Ele não perde uma chance para desvalorizar a função, não gosta de escrever roteiros. Alguém pergunta porquê e ele responde meio sem jeito: "Dá um trampo e é pouco reconhecido. Se vacilar não é nem chamado para a estréia". Mas em seguida reconhece que o roteirista está cada mais valorizado no cinema brasileiro. Principalmente porque os cineastas precisam apresentar um roteiro para conseguir patrocinadores para as produções.

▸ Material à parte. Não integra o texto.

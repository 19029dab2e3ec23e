//! Route Module Index
//!
//! Client-side navigation: the static route table, the guard deciding whether a
//! destination may be shown, and the in-process router that applies those
//! decisions to its history.

use std::sync::Arc;

use crate::session::Right;

pub mod guard;
pub mod router;

pub use guard::{GuardDecision, RouteGuard};
pub use router::{ClientRouter, Navigation, NavigationStep};

/// The login view. Reachable without a session.
pub const LOGIN_PATH: &str = "/login";
/// Landing page used when no right-specific page is reachable.
pub const HOME_PATH: &str = "/";

/// Navigator
///
/// The navigation surface the response interceptor drives on logout.
pub trait Navigator: Send + Sync {
    fn current_path(&self) -> String;
    /// Replaces the current history entry with `path`.
    fn replace(&self, path: &str);
}

pub type NavigatorState = Arc<dyn Navigator>;

/// RouteDescriptor
///
/// One entry of the route table. `view` identifies the component the host renders;
/// it is opaque here.
#[derive(Debug, Clone, PartialEq, Eq)]
pub struct RouteDescriptor {
    pub path: String,
    pub name: Option<String>,
    pub required_right: Option<Right>,
    pub view: String,
}

impl RouteDescriptor {
    pub fn new(path: &str, view: impl Into<String>) -> Self {
        Self {
            path: normalize_path(path),
            name: None,
            required_right: None,
            view: view.into(),
        }
    }

    pub fn named(mut self, name: impl Into<String>) -> Self {
        self.name = Some(name.into());
        self
    }

    pub fn requires(mut self, right: Right) -> Self {
        self.required_right = Some(right);
        self
    }

    pub fn is_login(&self) -> bool {
        self.path == LOGIN_PATH
    }
}

/// RouteTable
///
/// Ordered route list. Order matters: the first route requiring a right is that
/// right's landing page.
#[derive(Debug, Clone, Default)]
pub struct RouteTable {
    routes: Vec<RouteDescriptor>,
}

impl RouteTable {
    pub fn new(routes: Vec<RouteDescriptor>) -> Self {
        Self { routes }
    }

    /// The portal's routes, grouped by the right that opens them.
    pub fn portal() -> Self {
        Self::new(vec![
            RouteDescriptor::new(HOME_PATH, "Home").named("home"),
            RouteDescriptor::new(LOGIN_PATH, "auth/AppLogin").named("login"),
            RouteDescriptor::new("/students", "students/TableStudent").requires(Right::Students),
            RouteDescriptor::new("/teachers", "teachers/TableTeachers").requires(Right::Teachers),
            RouteDescriptor::new("/contracts", "contracts/TableContracts")
                .requires(Right::Contracts),
            RouteDescriptor::new("/equipment/os", "equipment/os/TableOS")
                .requires(Right::Equipment),
            RouteDescriptor::new("/equipment/mz-tech", "equipment/mz/TableMZ")
                .requires(Right::Equipment),
            RouteDescriptor::new("/equipment/mz-hoz", "equipment/mz/TableMZHOZ")
                .requires(Right::Equipment),
            RouteDescriptor::new("/analysis/os", "analysis/AnalizBD").requires(Right::Analysis),
            RouteDescriptor::new("/analysis/os-archive", "analysis/AnalizBDarhiv")
                .requires(Right::Analysis),
            RouteDescriptor::new("/analysis/mz-off", "analysis/AnalizMZ")
                .requires(Right::Analysis),
            RouteDescriptor::new("/analysis/mz-off-archive", "analysis/AnalizMZarhiv")
                .requires(Right::Analysis),
            RouteDescriptor::new("/analysis/mol", "analysis/PerecMOL").requires(Right::Analysis),
            RouteDescriptor::new("/analysis/filials", "analysis/TableFil")
                .requires(Right::Analysis),
        ])
    }

    pub fn resolve(&self, path: &str) -> Option<&RouteDescriptor> {
        let path = normalize_path(path);
        self.routes.iter().find(|route| route.path == path)
    }

    pub fn first_requiring(&self, right: Right) -> Option<&RouteDescriptor> {
        self.routes
            .iter()
            .find(|route| route.required_right == Some(right))
    }

    pub fn routes(&self) -> &[RouteDescriptor] {
        &self.routes
    }
}

/// Strips query and fragment, forces a leading slash and drops a trailing one.
pub fn normalize_path(path: &str) -> String {
    let path = path.split(['?', '#']).next().unwrap_or_default();
    let trimmed = path.trim().trim_end_matches('/');
    if trimmed.starts_with('/') {
        trimmed.to_string()
    } else {
        format!("/{trimmed}")
    }
}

Depois de dissertar sobre literatura, cinema nacional, americano, roteiro e a própria vida, Aquino entra finalmente no tema do workshop: diálogo no cinema. Começa dizendo que os diálogos são o calcanhar de Aquiles das produções nacionais. Atribui isso à mania do brasileiro de querer falar bonitinho. Diz que os diálogos do personagens precisam ter legitimidade e só há uma maneira de consegui-la: ir para a rua e prestar atenção em como as pessoas falam. Cita uma frase de Nelson Rodrigues, que ele considera nosso melhor dialoguista: "escritor brasileiro toma pouco cafezinho".

A capacidade de ir para as ruas, captar o jeito de falar das pessoas e encontrar boas histórias, ele diz que aprendeu trabalhando como repórter. Aquino confessa que tem mania de ouvir conversa alheia. Conta que certa vez ouviu sem querer, num bar, uma conversa entre dois homens que terminava com a frase "ser mulher deve ser bem esquisito". Ficou por perto para tentar ouvir o resto da conversa, achar o contexto da frase. Mas ela acabava assim mesmo: "ser mulher deve ser bem esquisito".

Ao final, Marçal Aquino entrega seus segredos de roteirista. Diz que é preciso ter imaginação, observação e experiência. E que não basta transcrever a vida real porque soa falso, artificial. A vida real deve servir apenas como ponto de partida. E conclui que é mais fácil criar diálogos no cinema que na literatura. Ah, a literatura. "Mas já que a gente tem que falar de roteiro..."

4 comentários:

  1. "(...)me esqueço completamente que gente como eu, no fim, acaba saindo mais cedo de bares, de brigas e de amores para não pagar a conta"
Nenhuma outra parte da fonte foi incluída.